California naturally has adopted the trailblazing law. It basically means that a guy could be in trouble unless the woman he had sexual contact with at last night's frat party explicitly — and repeatedly — consented to it. And it's no excuse, the law says, for him to claim he thought she consented if he knew she was drunk.

In short, it's the Jimmy Stewart rule, translated into legalistic language and thoroughly updated. ("It is the responsibility of each person involved in the sexual activity," California's legislation reads, "to ensure that he or she has the affirmative consent of the other or others.")

It's tempting to wonder whether today's college mixers need not chaperones but federal mediators to hammer out multilateral agreements. (The sexual activity approved herein shall include, but not be limited to, etc., etc. — and especially etc.)

Some prominent conservative pundits are ridiculing the whole idea of an epidemic of "sexual assault," the definition of which has been ludicrously overextended, they say. It's true that the affirmative-consent standard itself seems aimed at what might better be called "taking advantage." But an epidemic of that seems lamentable enough.

Meanwhile, affirmative-consent policies are inspiring an agonized debate among liberal commentators like Ezra Klein, Jonathan Chait, a phalanx of Harvard law professors and more. Many are concerned that "illiberalism" is triumphing within progressive academe in response to the sexual-misconduct crisis — that due process and the presumption of innocence can't survive under such a standard. Others see an attack on women's sexual liberation as they are returned to their pedestal and defined anew as helpless to assert their own wishes.

Klein has stirred a lot of reaction with his Vox.com commentary admitting all the flaws of affirmative consent but insisting that the new regime is still much needed "to create a world where men are afraid."

Here again, this sounds less like creating an enlightened new world than like recovering part of a world that once was — a world whose waning days people my age are just old enough to remember. A world with "rules about that."

And of course the "that" surrounded by rules in olden times was nonmarital sex in general — not just drunken sex or even just nonconsensual sex.

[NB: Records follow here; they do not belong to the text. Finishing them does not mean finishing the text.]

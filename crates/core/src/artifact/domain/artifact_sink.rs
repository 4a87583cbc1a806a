use thiserror::Error;

use crate::shared::frame::Frame;

#[derive(Error, Debug)]
pub enum ArtifactError {
    #[error("could not encode capture: {0}")]
    Encode(String),
    #[error("could not write capture to {name}")]
    Write {
        name: String,
        #[source]
        source: std::io::Error,
    },
}

/// Persists an accepted capture and returns an opaque reference to it.
///
/// The core never retries a failed save; retry policy belongs to the caller.
pub trait ArtifactSink: Send {
    fn save(&self, frame: &Frame, name: &str) -> Result<String, ArtifactError>;
}

/// Conventional artifact name for a capture observed at `timestamp_ms`.
pub fn artifact_name(timestamp_ms: u64) -> String {
    format!("face-{timestamp_ms}.jpg")
}
use std::time::{SystemTime, UNIX_EPOCH};

use ndarray::Array2;

/// Milliseconds since the Unix epoch; stamps frames and artifact names.
pub fn now_millis() -> u64 {
    SystemTime::now()
        .duration_since(UNIX_EPOCH)
        .map(|d| d.as_millis() as u64)
        .unwrap_or(0)
}

/// A raw camera frame as handed over by the capture layer: an encoded pixel
/// buffer plus the sensor-to-display correction that still has to be applied.
///
/// Owned by exactly one pipeline stage at a time; submitting a frame moves it
/// into the session.
#[derive(Clone, Debug)]
pub struct RawFrame {
    /// Encoded image bytes (whatever container the camera produces).
    pub data: Vec<u8>,
    /// Source dimensions as reported by the capture layer. The decoded
    /// dimensions are authoritative; a mismatch is logged and tolerated.
    pub width: u32,
    pub height: u32,
    /// Clockwise sensor-to-display rotation in degrees.
    pub rotation_degrees: f32,
    /// Set for the front camera; applies a horizontal mirror.
    pub mirrored: bool,
    /// Arrival time, milliseconds since the Unix epoch.
    pub timestamp_ms: u64,
}

/// A normalized evaluable image: contiguous RGB8 bytes in row-major order.
///
/// Format conversion happens at I/O boundaries only; inside the pipeline the
/// pixel data moves from stage to stage without aliasing.
#[derive(Clone, Debug)]
pub struct Frame {
    data: Vec<u8>,
    width: u32,
    height: u32,
    timestamp_ms: u64,
}

impl Frame {
    pub fn new(data: Vec<u8>, width: u32, height: u32, timestamp_ms: u64) -> Self {
        debug_assert_eq!(
            data.len(),
            (width as usize) * (height as usize) * 3,
            "data length must equal width * height * 3"
        );
        Self {
            data,
            width,
            height,
            timestamp_ms,
        }
    }

    pub fn data(&self) -> &[u8] {
        &self.data
    }

    pub fn into_data(self) -> Vec<u8> {
        self.data
    }

    pub fn width(&self) -> u32 {
        self.width
    }

    pub fn height(&self) -> u32 {
        self.height
    }

    pub fn timestamp_ms(&self) -> u64 {
        self.timestamp_ms
    }

    /// Grayscale plane as `(height, width)`; computed once per evaluation.
    pub fn to_luma(&self) -> Array2<u8> {
        let rgb = image::RgbImage::from_raw(self.width, self.height, self.data.clone())
            .expect("Frame data length must match dimensions");
        let gray = image::DynamicImage::ImageRgb8(rgb).into_luma8();
        Array2::from_shape_vec(
            (self.height as usize, self.width as usize),
            gray.into_raw(),
        )
        .expect("luma plane length must match dimensions")
    }
}

#[cfg(test)]
mod tests {
    use super::*;

    #[test]
    fn test_construction_and_accessors() {
        let data = vec![0u8; 12]; // 2x2 RGB
        let frame = Frame::new(data.clone(), 2, 2, 1234);
        assert_eq!(frame.width(), 2);
        assert_eq!(frame.height(), 2);
        assert_eq!(frame.timestamp_ms(), 1234);
        assert_eq!(frame.data(), &data[..]);
    }

    #[test]
    #[should_panic(expected = "data length must equal width * height * 3")]
    fn test_mismatched_data_length_panics_in_debug() {
        Frame::new(vec![0u8; 10], 2, 2, 0);
    }

    #[test]
    fn test_to_luma_shape() {
        let frame = Frame::new(vec![0u8; 4 * 2 * 3], 4, 2, 0);
        let gray = frame.to_luma();
        assert_eq!(gray.shape(), &[2, 4]); // (height, width)
    }

    #[test]
    fn test_to_luma_extremes() {
        // One white pixel, one black pixel
        let data = vec![255, 255, 255, 0, 0, 0];
        let frame = Frame::new(data, 2, 1, 0);
        let gray = frame.to_luma();
        assert_eq!(gray[[0, 0]], 255);
        assert_eq!(gray[[0, 1]], 0);
    }

    #[test]
    fn test_to_luma_does_not_consume_frame() {
        let frame = Frame::new(vec![128u8; 2 * 2 * 3], 2, 2, 0);
        let _ = frame.to_luma();
        assert_eq!(frame.data().len(), 12);
    }

    #[test]
    fn test_now_millis_monotone_enough() {
        let a = now_millis();
        let b = now_millis();
        assert!(b >= a);
        assert!(a > 1_600_000_000_000); // after Sep 2020, sanity only
    }
}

The sexual revolution, which my 1960s generation did so much to foment, brought many good things. It has freed female sexuality and contributed to women's broader social emancipation. And it has brought much enjoyment, not least by allowing a candor and comradeship between the genders that was difficult before.

But the apparently unhappy sexual scene on campus today looks a bit like the kind of consequence baby boomers' parents and grandparents warned us would result if sex were too far deregulated. They had a crazy conviction that men and women aren't exactly the same, and never will be, where sex is concerned.

Their generation knew, after all, how often Hollywood airbrushed their world. There were "rules about that," yes, but those rules frequently got broken.

There's not much danger that we'll go back to post-Victorian sexual mores. Is it possible to return just partway? Could formal regulations replace a few lost and lamented cultural norms — like the Jimmy Stewart rule?

Well, we may have to try. Because Klein is right to suppose that "fear" has always been key to containing male sexual behavior. And relaxed "rules" weren't the only thing that took such fear away. I remember a bit of subversive, holiday-themed doggerel from my youth celebrating another rather big change:

God rest ye Merry Gentlemen,

Let nothing you dismay,

For liking sexual intercourse,

No consequence you'll pay,

Science has the answer now,

The pill will save the day.

Oh, tidings of comfort and joy …

But some tidings, it seems, have turned out more complicated than that.